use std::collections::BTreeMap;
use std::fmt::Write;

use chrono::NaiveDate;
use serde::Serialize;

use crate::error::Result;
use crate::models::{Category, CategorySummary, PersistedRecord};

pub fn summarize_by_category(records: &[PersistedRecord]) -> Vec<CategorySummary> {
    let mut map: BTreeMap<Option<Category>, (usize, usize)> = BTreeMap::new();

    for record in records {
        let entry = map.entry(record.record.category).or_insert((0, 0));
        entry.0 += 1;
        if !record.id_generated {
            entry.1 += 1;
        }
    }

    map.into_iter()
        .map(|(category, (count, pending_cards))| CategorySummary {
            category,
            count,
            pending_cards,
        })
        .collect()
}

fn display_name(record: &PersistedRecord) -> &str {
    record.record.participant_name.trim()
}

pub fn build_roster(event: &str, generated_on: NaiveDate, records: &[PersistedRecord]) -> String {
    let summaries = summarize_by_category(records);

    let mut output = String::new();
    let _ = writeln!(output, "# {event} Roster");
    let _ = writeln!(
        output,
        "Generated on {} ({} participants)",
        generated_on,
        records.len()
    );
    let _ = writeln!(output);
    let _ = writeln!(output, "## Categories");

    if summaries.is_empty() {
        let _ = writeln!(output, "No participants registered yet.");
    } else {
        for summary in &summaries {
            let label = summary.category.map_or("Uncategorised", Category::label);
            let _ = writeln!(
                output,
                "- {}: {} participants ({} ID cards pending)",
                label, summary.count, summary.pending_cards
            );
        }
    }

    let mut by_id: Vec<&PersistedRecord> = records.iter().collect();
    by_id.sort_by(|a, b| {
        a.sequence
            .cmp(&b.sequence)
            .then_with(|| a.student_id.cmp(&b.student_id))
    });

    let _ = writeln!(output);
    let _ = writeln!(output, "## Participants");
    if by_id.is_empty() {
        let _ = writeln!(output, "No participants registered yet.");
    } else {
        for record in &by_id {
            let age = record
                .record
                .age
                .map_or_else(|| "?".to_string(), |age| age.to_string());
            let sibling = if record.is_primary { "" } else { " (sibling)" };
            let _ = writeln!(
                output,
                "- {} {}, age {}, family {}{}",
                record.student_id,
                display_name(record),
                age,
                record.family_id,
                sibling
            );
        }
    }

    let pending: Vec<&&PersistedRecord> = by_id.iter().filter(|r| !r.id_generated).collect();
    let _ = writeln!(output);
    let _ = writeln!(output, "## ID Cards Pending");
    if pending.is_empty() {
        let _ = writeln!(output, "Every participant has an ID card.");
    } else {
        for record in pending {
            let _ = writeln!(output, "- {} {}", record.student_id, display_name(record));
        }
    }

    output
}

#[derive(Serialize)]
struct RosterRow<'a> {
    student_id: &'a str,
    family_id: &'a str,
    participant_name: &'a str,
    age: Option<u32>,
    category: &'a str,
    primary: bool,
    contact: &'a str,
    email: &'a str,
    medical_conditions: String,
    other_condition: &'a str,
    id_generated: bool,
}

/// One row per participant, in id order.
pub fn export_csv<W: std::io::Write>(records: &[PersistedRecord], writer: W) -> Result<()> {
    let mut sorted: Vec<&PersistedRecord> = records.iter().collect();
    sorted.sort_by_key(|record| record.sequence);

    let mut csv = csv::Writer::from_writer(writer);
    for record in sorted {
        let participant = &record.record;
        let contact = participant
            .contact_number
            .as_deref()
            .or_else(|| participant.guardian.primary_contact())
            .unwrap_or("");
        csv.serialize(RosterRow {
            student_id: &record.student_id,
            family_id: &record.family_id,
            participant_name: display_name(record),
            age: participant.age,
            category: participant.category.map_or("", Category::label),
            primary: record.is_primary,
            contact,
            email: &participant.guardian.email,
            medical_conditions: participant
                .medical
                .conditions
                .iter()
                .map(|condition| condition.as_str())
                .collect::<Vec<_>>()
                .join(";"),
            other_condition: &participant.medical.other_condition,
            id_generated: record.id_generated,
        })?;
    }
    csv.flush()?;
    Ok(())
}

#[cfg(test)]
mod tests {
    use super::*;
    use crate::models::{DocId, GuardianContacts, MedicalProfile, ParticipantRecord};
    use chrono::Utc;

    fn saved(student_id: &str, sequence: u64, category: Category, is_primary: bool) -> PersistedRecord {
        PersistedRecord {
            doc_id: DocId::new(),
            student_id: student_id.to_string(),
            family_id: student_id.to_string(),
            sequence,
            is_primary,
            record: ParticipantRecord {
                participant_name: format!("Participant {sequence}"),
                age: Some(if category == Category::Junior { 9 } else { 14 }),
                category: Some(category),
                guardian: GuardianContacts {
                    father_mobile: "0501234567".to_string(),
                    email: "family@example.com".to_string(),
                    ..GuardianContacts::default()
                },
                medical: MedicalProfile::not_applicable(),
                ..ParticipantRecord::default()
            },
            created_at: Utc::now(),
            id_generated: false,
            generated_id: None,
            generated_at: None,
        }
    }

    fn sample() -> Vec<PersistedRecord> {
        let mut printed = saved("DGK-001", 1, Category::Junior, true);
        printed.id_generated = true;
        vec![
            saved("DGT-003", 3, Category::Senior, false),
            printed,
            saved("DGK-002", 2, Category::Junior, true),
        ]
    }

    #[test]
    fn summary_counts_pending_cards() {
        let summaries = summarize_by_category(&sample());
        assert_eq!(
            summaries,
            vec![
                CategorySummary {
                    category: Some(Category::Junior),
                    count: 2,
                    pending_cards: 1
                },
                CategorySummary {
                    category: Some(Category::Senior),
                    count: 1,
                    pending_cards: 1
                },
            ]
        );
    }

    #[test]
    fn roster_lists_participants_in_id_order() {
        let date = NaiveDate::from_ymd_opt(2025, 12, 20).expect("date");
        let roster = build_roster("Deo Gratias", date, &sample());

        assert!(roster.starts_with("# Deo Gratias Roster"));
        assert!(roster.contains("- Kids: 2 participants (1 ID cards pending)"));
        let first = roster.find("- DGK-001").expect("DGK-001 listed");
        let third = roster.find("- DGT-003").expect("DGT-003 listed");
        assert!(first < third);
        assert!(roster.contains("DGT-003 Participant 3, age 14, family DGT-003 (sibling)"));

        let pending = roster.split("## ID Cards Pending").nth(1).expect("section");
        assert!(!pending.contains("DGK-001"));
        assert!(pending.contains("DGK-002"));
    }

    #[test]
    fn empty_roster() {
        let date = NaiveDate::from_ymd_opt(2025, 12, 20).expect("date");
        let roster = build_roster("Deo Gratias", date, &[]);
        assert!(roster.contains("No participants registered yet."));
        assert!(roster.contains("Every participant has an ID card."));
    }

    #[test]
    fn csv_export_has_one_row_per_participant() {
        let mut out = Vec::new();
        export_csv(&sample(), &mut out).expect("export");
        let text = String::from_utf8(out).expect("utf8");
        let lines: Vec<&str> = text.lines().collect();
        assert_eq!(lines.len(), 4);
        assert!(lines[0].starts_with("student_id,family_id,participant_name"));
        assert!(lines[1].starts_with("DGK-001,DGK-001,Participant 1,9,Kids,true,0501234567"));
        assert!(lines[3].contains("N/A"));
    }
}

Requirement -> A single number is required: the count of lines in the entries that include the word "true".

Worked solution -> 4